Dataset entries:
※
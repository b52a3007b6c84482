//! Core data types for annotated documents.

use std::fmt;

use indexmap::IndexMap;
use serde::{Deserialize, Serialize};
use serde_json::Value;

/// Ordered attribute mapping of an element.
pub type Attributes = IndexMap<String, String>;

/// Closed set of semantic entity kinds.
#[derive(Debug, Clone, Copy, PartialEq, Eq, Hash, PartialOrd, Ord, Serialize, Deserialize)]
#[serde(rename_all = "lowercase")]
pub enum EntityKind {
    Person,
    Organization,
    Place,
    Title,
    Date,
    Note,
    Citation,
    Keyword,
    Correction,
    Link,
}

impl EntityKind {
    /// All kinds, in declaration order.
    pub const ALL: [EntityKind; 10] = [
        EntityKind::Person,
        EntityKind::Organization,
        EntityKind::Place,
        EntityKind::Title,
        EntityKind::Date,
        EntityKind::Note,
        EntityKind::Citation,
        EntityKind::Keyword,
        EntityKind::Correction,
        EntityKind::Link,
    ];

    /// Get the string representation.
    #[must_use]
    pub fn as_str(&self) -> &'static str {
        match self {
            EntityKind::Person => "person",
            EntityKind::Organization => "organization",
            EntityKind::Place => "place",
            EntityKind::Title => "title",
            EntityKind::Date => "date",
            EntityKind::Note => "note",
            EntityKind::Citation => "citation",
            EntityKind::Keyword => "keyword",
            EntityKind::Correction => "correction",
            EntityKind::Link => "link",
        }
    }

    /// Parse a kind name. `org` is accepted as an alias of `organization`.
    #[must_use]
    pub fn from_name(name: &str) -> Option<Self> {
        match name.trim().to_ascii_lowercase().as_str() {
            "org" => Some(EntityKind::Organization),
            other => Self::ALL.into_iter().find(|kind| kind.as_str() == other),
        }
    }
}

impl fmt::Display for EntityKind {
    fn fmt(&self, f: &mut fmt::Formatter<'_>) -> fmt::Result {
        f.write_str(self.as_str())
    }
}

/// Document-level annotation mode.
#[derive(Debug, Clone, Copy, PartialEq, Eq, Default, Serialize, Deserialize)]
pub enum Mode {
    /// Plain XML, overlapping entities are rejected.
    #[default]
    XmlOnly,
    /// XML with an RDF block, overlapping entities become standoff ranges.
    XmlRdf,
}

impl Mode {
    /// Parse the integer marker of the mode statement (`0` or `1`).
    #[must_use]
    pub fn from_marker(marker: &str) -> Option<Self> {
        match marker.trim() {
            "0" => Some(Mode::XmlOnly),
            "1" => Some(Mode::XmlRdf),
            _ => None,
        }
    }

    /// The integer marker written to the mode statement.
    #[must_use]
    pub fn marker(&self) -> &'static str {
        match self {
            Mode::XmlOnly => "0",
            Mode::XmlRdf => "1",
        }
    }

    #[must_use]
    pub fn allows_overlap(&self) -> bool {
        matches!(self, Mode::XmlRdf)
    }
}

/// A structural, tag-bearing node of the document.
#[derive(Debug, Clone, PartialEq, Serialize, Deserialize)]
pub struct StructNode {
    pub id: String,
    pub tag_name: String,
    /// Non-reserved attributes in document order.
    pub attributes: Attributes,
    pub can_contain_text: bool,
}

impl StructNode {
    #[must_use]
    pub fn new(id: impl Into<String>, tag_name: impl Into<String>) -> Self {
        Self {
            id: id.into(),
            tag_name: tag_name.into(),
            attributes: Attributes::new(),
            can_contain_text: true,
        }
    }
}

/// Kind-specific entity payload.
#[derive(Debug, Clone, PartialEq, Eq, Default, Serialize, Deserialize)]
#[serde(tag = "kind", rename_all = "lowercase")]
pub enum KindInfo {
    #[default]
    None,
    /// A single date or a `start/end` interval.
    Date {
        date: Option<String>,
        start: Option<String>,
        end: Option<String>,
    },
    Title {
        level: Option<String>,
    },
    Correction {
        corrected: String,
        /// Text as it appeared before the correction.
        original: Option<String>,
    },
    Keyword {
        keywords: Vec<String>,
    },
    Link {
        url: String,
    },
    /// Serialized XML content owned by the note.
    Note {
        content: String,
    },
    /// Serialized bibliographic element owned by the citation.
    Citation {
        content: String,
    },
}

impl KindInfo {
    /// Build date info from a value that may be an interval (`start/end`).
    #[must_use]
    pub fn date_from_value(value: &str) -> Self {
        match value.split_once('/') {
            Some((start, end)) => KindInfo::Date {
                date: None,
                start: Some(start.trim().to_string()),
                end: Some(end.trim().to_string()),
            },
            None => KindInfo::Date {
                date: Some(value.trim().to_string()),
                start: None,
                end: None,
            },
        }
    }
}

/// Type-specific information attached to an entity.
#[derive(Debug, Clone, PartialEq, Default, Serialize, Deserialize)]
pub struct EntityInfo {
    pub certainty: Option<String>,
    /// Provenance blob returned by the lookup service (`cwrcInfo`).
    pub lookup: Option<Value>,
    /// Free-form attributes (`cwrcAttributes`).
    pub attributes: IndexMap<String, Value>,
    pub details: KindInfo,
}

impl EntityInfo {
    #[must_use]
    pub fn new(details: KindInfo) -> Self {
        Self {
            details,
            ..Default::default()
        }
    }

    #[must_use]
    pub fn with_certainty(mut self, certainty: impl Into<String>) -> Self {
        self.certainty = Some(certainty.into());
        self
    }

    #[must_use]
    pub fn with_lookup(mut self, lookup: Value) -> Self {
        self.lookup = Some(lookup);
        self
    }

    #[must_use]
    pub fn with_attribute(mut self, name: impl Into<String>, value: impl Into<Value>) -> Self {
        self.attributes.insert(name.into(), value.into());
        self
    }

    /// Identifier chosen in the lookup service, if any.
    #[must_use]
    pub fn lookup_id(&self) -> Option<&str> {
        self.lookup.as_ref()?.get("id")?.as_str()
    }
}

/// Position of a standoff boundary: an anchor structure node plus a
/// character offset within its text content.
#[derive(Debug, Clone, PartialEq, Eq, Serialize, Deserialize)]
pub struct TextAnchor {
    pub xpath: String,
    pub struct_id: String,
    pub offset: usize,
}

/// Where an annotation lives in the document.
#[derive(Debug, Clone, PartialEq, Eq, Serialize, Deserialize)]
pub enum Range {
    /// The node with this id bears the annotation as a well-formed tag.
    Inline { node_id: String, xpath: String },
    /// Character offsets within two anchor nodes.
    Standoff { start: TextAnchor, end: TextAnchor },
}

impl Range {
    #[must_use]
    pub fn is_standoff(&self) -> bool {
        matches!(self, Range::Standoff { .. })
    }
}

/// The six resolved identifiers of an annotation.
#[derive(Debug, Clone, PartialEq, Eq, Default, Serialize, Deserialize)]
pub struct AnnotationUris {
    pub entity: String,
    pub annotation: String,
    pub document: String,
    pub target: String,
    pub selector: String,
    pub user: String,
}

/// Resolution state of an annotation record.
#[derive(Debug, Clone, Copy, PartialEq, Eq)]
pub enum ResolutionState {
    Pending,
    Finalized,
}

#[derive(Debug, Clone, PartialEq, Default, Serialize, Deserialize)]
pub struct AnnotationRecord {
    /// `None` until the identifier resolver has settled.
    pub uris: Option<AnnotationUris>,
    pub range: Option<Range>,
}

impl AnnotationRecord {
    #[must_use]
    pub fn state(&self) -> ResolutionState {
        if self.uris.is_some() {
            ResolutionState::Finalized
        } else {
            ResolutionState::Pending
        }
    }
}

/// One semantic annotation.
#[derive(Debug, Clone, PartialEq, Serialize, Deserialize)]
pub struct EntityAnnotation {
    pub id: String,
    pub kind: EntityKind,
    /// Plain text extracted from the anchored markup.
    pub content: String,
    /// Display label derived from the content.
    pub title: String,
    pub info: EntityInfo,
    pub annotation: AnnotationRecord,
}

impl EntityAnnotation {
    #[must_use]
    pub fn new(id: impl Into<String>, kind: EntityKind) -> Self {
        Self {
            id: id.into(),
            kind,
            content: String::new(),
            title: String::new(),
            info: EntityInfo::default(),
            annotation: AnnotationRecord::default(),
        }
    }

    #[must_use]
    pub fn with_info(mut self, info: EntityInfo) -> Self {
        self.info = info;
        self
    }

    #[must_use]
    pub fn is_finalized(&self) -> bool {
        self.annotation.state() == ResolutionState::Finalized
    }
}

/// Subject or object of a triple.
#[derive(Debug, Clone, PartialEq, Eq, Serialize, Deserialize)]
pub struct TripleSide {
    pub uri: String,
    pub text: String,
    pub external: bool,
}

#[derive(Debug, Clone, PartialEq, Eq, Serialize, Deserialize)]
pub struct Predicate {
    /// Local name of the relation (`cw:{name}`).
    pub name: String,
    pub text: String,
    pub external: bool,
}

/// An assertion between two entities, or an entity and an external resource.
#[derive(Debug, Clone, PartialEq, Eq, Serialize, Deserialize)]
pub struct Triple {
    pub subject: TripleSide,
    pub predicate: Predicate,
    pub object: TripleSide,
}
//! Handlers for kinds that own their content.
//!
//! These entities sit in the text as a collapsed marker. Their content is
//! held in [`KindInfo`] and rendered into the element on export.

use roxmltree::Node;

use super::{CW_CITING, OA_CLASSIFYING, OA_COMMENTING};
use crate::config::CNT_NS;
use crate::registry::core::CONTENT_AS_TEXT;
use crate::registry::handler::{base_info, body_texts, markup_or_escaped, BodyProperty, Containment, KindHandler};
use crate::schema::SchemaMapper;
use crate::text::fragment_text;
use crate::types::{EntityAnnotation, EntityInfo, EntityKind, KindInfo};
use crate::xml::{escape_text, find_child, find_children, get_text, inner_xml, serialize_node};

/// Handler for free-text notes.
pub struct NoteHandler;

impl KindHandler for NoteHandler {
    fn kind(&self) -> EntityKind {
        EntityKind::Note
    }

    fn containment(&self) -> Containment {
        Containment::Marker
    }

    fn body_type(&self) -> Option<&'static str> {
        Some(CONTENT_AS_TEXT)
    }

    fn motivation(&self) -> &'static str {
        OA_COMMENTING
    }

    fn details_from_body(&self, body: Option<Node<'_, '_>>, _body_uri: &str) -> KindInfo {
        KindInfo::Note {
            content: escape_text(&body_texts(body, CNT_NS, "chars").concat()),
        }
    }

    fn body_properties(&self, details: &KindInfo) -> Vec<BodyProperty> {
        match details {
            KindInfo::Note { content } => vec![BodyProperty::new("cnt:chars", fragment_text(content))],
            _ => Vec::new(),
        }
    }

    fn info_from_element(&self, node: Node<'_, '_>, _schema: &dyn SchemaMapper) -> EntityInfo {
        let mut info = base_info(node, &[]);
        info.details = KindInfo::Note {
            content: inner_xml(node),
        };
        info
    }

    fn render(&self, entity: &EntityAnnotation, schema: &dyn SchemaMapper, attributes: &str, _inner: &str) -> String {
        let tag = schema.tag_name_for_entity_type(EntityKind::Note);
        let content = match &entity.info.details {
            KindInfo::Note { content } => markup_or_escaped(content),
            _ => String::new(),
        };
        format!("<{tag}{attributes}>{content}</{tag}>")
    }

    fn content(&self, details: &KindInfo, _wrapped_text: &str) -> String {
        match details {
            KindInfo::Note { content } => fragment_text(content).trim().to_string(),
            _ => String::new(),
        }
    }
}

/// Handler for bibliographic citations. The owned content is a single
/// bibliographic element inside the note.
pub struct CitationHandler;

impl KindHandler for CitationHandler {
    fn kind(&self) -> EntityKind {
        EntityKind::Citation
    }

    fn containment(&self) -> Containment {
        Containment::Marker
    }

    fn body_type(&self) -> Option<&'static str> {
        Some(CONTENT_AS_TEXT)
    }

    fn motivation(&self) -> &'static str {
        CW_CITING
    }

    fn details_from_body(&self, body: Option<Node<'_, '_>>, _body_uri: &str) -> KindInfo {
        KindInfo::Citation {
            content: escape_text(&body_texts(body, CNT_NS, "chars").concat()),
        }
    }

    fn body_properties(&self, details: &KindInfo) -> Vec<BodyProperty> {
        match details {
            KindInfo::Citation { content } => vec![BodyProperty::new("cnt:chars", fragment_text(content))],
            _ => Vec::new(),
        }
    }

    fn info_from_element(&self, node: Node<'_, '_>, schema: &dyn SchemaMapper) -> EntityInfo {
        let mut info = base_info(node, &[]);
        let content = schema
            .child_tag_for(EntityKind::Citation)
            .and_then(|tag| find_child(node, tag))
            .map_or_else(|| inner_xml(node), serialize_node);
        info.details = KindInfo::Citation { content };
        info
    }

    fn render(&self, entity: &EntityAnnotation, schema: &dyn SchemaMapper, attributes: &str, _inner: &str) -> String {
        let tag = schema.tag_name_for_entity_type(EntityKind::Citation);
        let child = schema.child_tag_for(EntityKind::Citation).unwrap_or("bibl");
        let content = match &entity.info.details {
            KindInfo::Citation { content } => content.trim(),
            _ => "",
        };
        let bibl = if content.starts_with(&format!("<{child}")) {
            markup_or_escaped(content)
        } else {
            format!("<{child}>{}</{child}>", markup_or_escaped(content))
        };
        format!("<{tag}{attributes}>{bibl}</{tag}>")
    }

    fn content(&self, details: &KindInfo, _wrapped_text: &str) -> String {
        match details {
            KindInfo::Citation { content } => fragment_text(content).trim().to_string(),
            _ => String::new(),
        }
    }
}

/// Handler for keyword sets, one term element per keyword.
pub struct KeywordHandler;

impl KindHandler for KeywordHandler {
    fn kind(&self) -> EntityKind {
        EntityKind::Keyword
    }

    fn containment(&self) -> Containment {
        Containment::Marker
    }

    fn body_type(&self) -> Option<&'static str> {
        Some(CONTENT_AS_TEXT)
    }

    fn motivation(&self) -> &'static str {
        OA_CLASSIFYING
    }

    fn details_from_body(&self, body: Option<Node<'_, '_>>, _body_uri: &str) -> KindInfo {
        KindInfo::Keyword {
            keywords: body_texts(body, CNT_NS, "chars"),
        }
    }

    fn body_properties(&self, details: &KindInfo) -> Vec<BodyProperty> {
        match details {
            KindInfo::Keyword { keywords } => keywords
                .iter()
                .map(|keyword| BodyProperty::new("cnt:chars", keyword.clone()))
                .collect(),
            _ => Vec::new(),
        }
    }

    fn info_from_element(&self, node: Node<'_, '_>, schema: &dyn SchemaMapper) -> EntityInfo {
        let mut info = base_info(node, &[]);
        let term = schema.child_tag_for(EntityKind::Keyword).unwrap_or("term");
        info.details = KindInfo::Keyword {
            keywords: find_children(node, term).map(get_text).collect(),
        };
        info
    }

    fn render(&self, entity: &EntityAnnotation, schema: &dyn SchemaMapper, attributes: &str, _inner: &str) -> String {
        let tag = schema.tag_name_for_entity_type(EntityKind::Keyword);
        let term = schema.child_tag_for(EntityKind::Keyword).unwrap_or("term");
        let terms: String = match &entity.info.details {
            KindInfo::Keyword { keywords } => keywords
                .iter()
                .map(|keyword| format!("<{term}>{}</{term}>", escape_text(keyword)))
                .collect(),
            _ => String::new(),
        };
        format!("<{tag}{attributes}>{terms}</{tag}>")
    }

    fn content(&self, details: &KindInfo, _wrapped_text: &str) -> String {
        match details {
            KindInfo::Keyword { keywords } => keywords.join(", "),
            _ => String::new(),
        }
    }
}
※
Task directions: Extract all lines of the records above that include "keywords".

Solved exercise:
        keywords: Vec<String>,
            keywords: body_texts(body, CNT_NS, "chars"),
            KindInfo::Keyword { keywords } => keywords
            keywords: find_children(node, term).map(get_text).collect(),
            KindInfo::Keyword { keywords } => keywords
            KindInfo::Keyword { keywords } => keywords.join(", "),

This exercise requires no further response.